While the two Mac arrangement will be indispensible to DEVELOPERS 
who want full control of the screen for their software products, for
TEACHING purposes, the MacAssembler is probably not the right thing.
When programming in assembly language it is so easy to screw oneself
that for students first learning about how machines work inside, a
constrained environment like MacPascal is much preferable.

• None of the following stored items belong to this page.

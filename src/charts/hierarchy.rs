//! Hierarchy Chart Module
//! Nodes at fixed coordinates joined by parent/child segments. Edges name
//! their endpoints by label and are resolved against the node table before
//! anything is drawn.

use super::palette::{contrast_text, CAPTION_GRAY, EDGE_GRAY, INK};
use super::renderer::Figure;
use super::ChartError;
use indexmap::IndexMap;
use plotters::coord::Shift;
use plotters::prelude::*;
use plotters::style::text_anchor::{HPos, Pos, VPos};
use plotters::style::{FontDesc, FontFamily, FontStyle};
use std::ops::Range;

const EDGE_WIDTH: u32 = 2;
const TITLE_HEIGHT: u32 = 50;
const PADDING: f64 = 1.0;

#[derive(Debug, Clone, Copy, PartialEq, Eq, Hash)]
pub enum Level {
    Root,
    Module,
    Feature,
}

impl Level {
    /// Marker diameter in pixels.
    pub fn diameter(self) -> u32 {
        match self {
            Level::Root => 50,
            Level::Module => 35,
            Level::Feature => 25,
        }
    }

    pub fn border_width(self) -> u32 {
        match self {
            Level::Root => 3,
            Level::Module => 2,
            Level::Feature => 1,
        }
    }

    pub fn font_size(self) -> f64 {
        match self {
            Level::Root => 12.0,
            Level::Module => 10.0,
            Level::Feature => 8.0,
        }
    }
}

#[derive(Debug, Clone, Copy, PartialEq)]
pub struct HierarchyNode {
    pub level: Level,
    pub x: f64,
    pub y: f64,
    pub color: RGBColor,
}

/// A resolved edge between two node centres.
#[derive(Debug, Clone, Copy, PartialEq)]
pub struct Segment {
    pub from: (f64, f64),
    pub to: (f64, f64),
}

#[derive(Debug, Clone)]
struct Caption {
    text: String,
    at: (f64, f64),
}

/// Node table plus label-based edges, as authored.
#[derive(Debug, Clone)]
pub struct HierarchyScene {
    title: String,
    caption: Option<Caption>,
    size: (u32, u32),
    nodes: IndexMap<String, HierarchyNode>,
    edges: Vec<(String, String)>,
}

impl HierarchyScene {
    pub fn new(title: impl Into<String>) -> Self {
        Self {
            title: title.into(),
            caption: None,
            size: (1100, 800),
            nodes: IndexMap::new(),
            edges: Vec::new(),
        }
    }

    pub fn with_size(mut self, width: u32, height: u32) -> Self {
        self.size = (width, height);
        self
    }

    pub fn with_caption(mut self, text: impl Into<String>, x: f64, y: f64) -> Self {
        self.caption = Some(Caption {
            text: text.into(),
            at: (x, y),
        });
        self
    }

    /// Add a node. A repeated label replaces the earlier node in place.
    pub fn node(mut self, label: impl Into<String>, level: Level, x: f64, y: f64, color: RGBColor) -> Self {
        self.nodes.insert(label.into(), HierarchyNode { level, x, y, color });
        self
    }

    pub fn edge(mut self, parent: impl Into<String>, child: impl Into<String>) -> Self {
        self.edges.push((parent.into(), child.into()));
        self
    }

    pub fn nodes(&self) -> &IndexMap<String, HierarchyNode> {
        &self.nodes
    }

    pub fn edges(&self) -> &[(String, String)] {
        &self.edges
    }

    fn lookup(&self, label: &str) -> Result<&HierarchyNode, ChartError> {
        self.nodes
            .get(label)
            .ok_or_else(|| ChartError::UnknownNodeReference {
                label: label.to_string(),
            })
    }

    /// Resolve every edge to coordinates and fix the plot bounds.
    pub fn resolve(&self) -> Result<HierarchyFigure, ChartError> {
        let segments = self
            .edges
            .iter()
            .map(|(parent, child)| {
                let from = self.lookup(parent)?;
                let to = self.lookup(child)?;
                Ok(Segment {
                    from: (from.x, from.y),
                    to: (to.x, to.y),
                })
            })
            .collect::<Result<Vec<_>, ChartError>>()?;

        let (x_range, y_range) = self.bounds();

        Ok(HierarchyFigure {
            title: self.title.clone(),
            caption: self.caption.clone(),
            size: self.size,
            nodes: self.nodes.iter().map(|(k, v)| (k.clone(), *v)).collect(),
            segments,
            x_range,
            y_range,
        })
    }

    fn bounds(&self) -> (Range<f64>, Range<f64>) {
        let points = self
            .nodes
            .values()
            .map(|n| (n.x, n.y))
            .chain(self.caption.iter().map(|c| c.at));

        let mut extent: Option<(f64, f64, f64, f64)> = None;
        for (x, y) in points {
            extent = Some(match extent {
                None => (x, x, y, y),
                Some((x0, x1, y0, y1)) => (x0.min(x), x1.max(x), y0.min(y), y1.max(y)),
            });
        }

        match extent {
            Some((x0, x1, y0, y1)) => (
                (x0 - PADDING)..(x1 + PADDING),
                (y0 - PADDING)..(y1 + PADDING),
            ),
            None => (-PADDING..PADDING, -PADDING..PADDING),
        }
    }
}

/// A hierarchy whose edges have all been resolved; ready to draw.
#[derive(Debug, Clone)]
pub struct HierarchyFigure {
    title: String,
    caption: Option<Caption>,
    size: (u32, u32),
    nodes: Vec<(String, HierarchyNode)>,
    segments: Vec<Segment>,
    x_range: Range<f64>,
    y_range: Range<f64>,
}

impl HierarchyFigure {
    pub fn segments(&self) -> &[Segment] {
        &self.segments
    }

    pub fn node_count(&self) -> usize {
        self.nodes.len()
    }

    pub fn x_range(&self) -> &Range<f64> {
        &self.x_range
    }

    pub fn y_range(&self) -> &Range<f64> {
        &self.y_range
    }
}

impl Figure for HierarchyFigure {
    fn size(&self) -> (u32, u32) {
        self.size
    }

    fn draw<DB: DrawingBackend>(
        &self,
        root: &DrawingArea<DB, Shift>,
    ) -> Result<(), DrawingAreaErrorKind<DB::ErrorType>> {
        root.fill(&WHITE)?;
        let centered = Pos::new(HPos::Center, VPos::Center);

        let (width, _) = self.size;
        let (header, body) = root.split_vertically(TITLE_HEIGHT);
        header.draw(&Text::new(
            self.title.as_str(),
            ((width / 2) as i32, (TITLE_HEIGHT / 2) as i32),
            FontDesc::new(FontFamily::SansSerif, 22.0, FontStyle::Normal)
                .color(&BLACK)
                .pos(centered),
        ))?;

        let chart = ChartBuilder::on(&body)
            .margin(10)
            .build_cartesian_2d(self.x_range.clone(), self.y_range.clone())?;
        let area = chart.plotting_area();

        for segment in &self.segments {
            area.draw(&PathElement::new(
                vec![segment.from, segment.to],
                EDGE_GRAY.stroke_width(EDGE_WIDTH),
            ))?;
        }

        for (label, node) in &self.nodes {
            let radius = (node.level.diameter() / 2) as i32;
            area.draw(&Circle::new((node.x, node.y), radius, node.color.filled()))?;
            area.draw(&Circle::new(
                (node.x, node.y),
                radius,
                INK.stroke_width(node.level.border_width()),
            ))?;

            let text_color = contrast_text(node.color);
            let weight = if node.level == Level::Feature {
                FontStyle::Normal
            } else {
                FontStyle::Bold
            };
            area.draw(&Text::new(
                label.as_str(),
                (node.x, node.y),
                FontDesc::new(FontFamily::SansSerif, node.level.font_size(), weight)
                    .color(&text_color)
                    .pos(centered),
            ))?;
        }

        if let Some(caption) = &self.caption {
            area.draw(&Text::new(
                caption.text.as_str(),
                caption.at,
                FontDesc::new(FontFamily::SansSerif, 10.0, FontStyle::Normal)
                    .color(&CAPTION_GRAY)
                    .pos(centered),
            ))?;
        }

        Ok(())
    }
}

#[cfg(test)]
mod tests {
    use super::*;
    use crate::charts::palette::{CORAL_RED, OFF_WHITE, TEAL};
    use crate::charts::StaticChartRenderer;

    fn scene() -> HierarchyScene {
        HierarchyScene::new("Modules")
            .with_caption("Structure overview", 0.0, -4.5)
            .node("Admin Dashboard", Level::Root, 0.0, 0.0, TEAL)
            .node("User Management", Level::Module, -3.0, 2.0, CORAL_RED)
            .node("View Users", Level::Feature, -4.0, 3.5, OFF_WHITE)
            .edge("Admin Dashboard", "User Management")
            .edge("User Management", "View Users")
    }

    #[test]
    fn test_resolve_maps_edges_to_coordinates() {
        let figure = scene().resolve().unwrap();

        assert_eq!(figure.node_count(), 3);
        assert_eq!(
            figure.segments(),
            &[
                Segment { from: (0.0, 0.0), to: (-3.0, 2.0) },
                Segment { from: (-3.0, 2.0), to: (-4.0, 3.5) },
            ]
        );
    }

    #[test]
    fn test_unknown_child_is_rejected() {
        let err = scene().edge("User Management", "Ghost").resolve().unwrap_err();

        match err {
            ChartError::UnknownNodeReference { label } => assert_eq!(label, "Ghost"),
            other => panic!("unexpected error: {:?}", other),
        }
    }

    #[test]
    fn test_unknown_parent_is_rejected() {
        let err = scene().edge("Nowhere", "View Users").resolve().unwrap_err();
        assert!(matches!(err, ChartError::UnknownNodeReference { ref label } if label == "Nowhere"));
    }

    #[test]
    fn test_bounds_cover_nodes_and_caption() {
        let figure = scene().resolve().unwrap();

        assert_eq!(*figure.x_range(), -5.0..1.0);
        assert_eq!(*figure.y_range(), -5.5..4.5);
    }

    #[test]
    fn test_empty_scene_has_default_bounds() {
        let figure = HierarchyScene::new("Empty").resolve().unwrap();
        assert_eq!(figure.node_count(), 0);
        assert_eq!(*figure.x_range(), -1.0..1.0);
    }

    #[test]
    fn test_level_styles_shrink_with_depth() {
        assert!(Level::Root.diameter() > Level::Module.diameter());
        assert!(Level::Module.diameter() > Level::Feature.diameter());
        assert_eq!(Level::Root.border_width(), 3);
        assert_eq!(Level::Feature.font_size(), 8.0);
    }

    #[test]
    fn test_repeated_label_replaces_node() {
        let scene = scene().node("View Users", Level::Feature, -4.0, 4.0, OFF_WHITE);
        assert_eq!(scene.nodes().len(), 3);
        assert_eq!(scene.nodes()["View Users"].y, 4.0);
    }

    #[test]
    fn test_svg_contains_nodes_edges_and_caption() {
        let figure = scene().resolve().unwrap();
        let svg = StaticChartRenderer::render_svg(&figure).unwrap();

        assert!(svg.contains("<circle"));
        assert!(svg.contains("<polyline"));
        assert!(svg.contains("Admin Dashboard"));
        assert!(svg.contains("View Users"));
        assert!(svg.contains("Structure overview"));
    }
}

It looks like there is a need for a EDUCATIONAL PRODUCT here folks!
How about a 68000 assembler and a very "careful" stepper/debugger 
that provides extensive error checking and displays the state of 
the registers and relevant segments of memory while the program is
running?  How about providing a "dial" that you can turn to slow
your program down to a comfortable crawl if things are happening
too quickly?

Remember the days when computers had blinking lights, and you could
tell what your program was doing just by gazing at the dancing patterns,
or by sticking an FM radio next to the processor and listening to the
buzzing and humming?  Well, times haven't changed that much, we just
have "bitmapped displays" instead of "front panels" and "sound
generator chips" instead of transistor radios, that's all...


	Tim McNerney
	<TIM at MIT-MC.ARPA>

info-mac@utcsrgv.UUCP (info-mac) (05/09/84)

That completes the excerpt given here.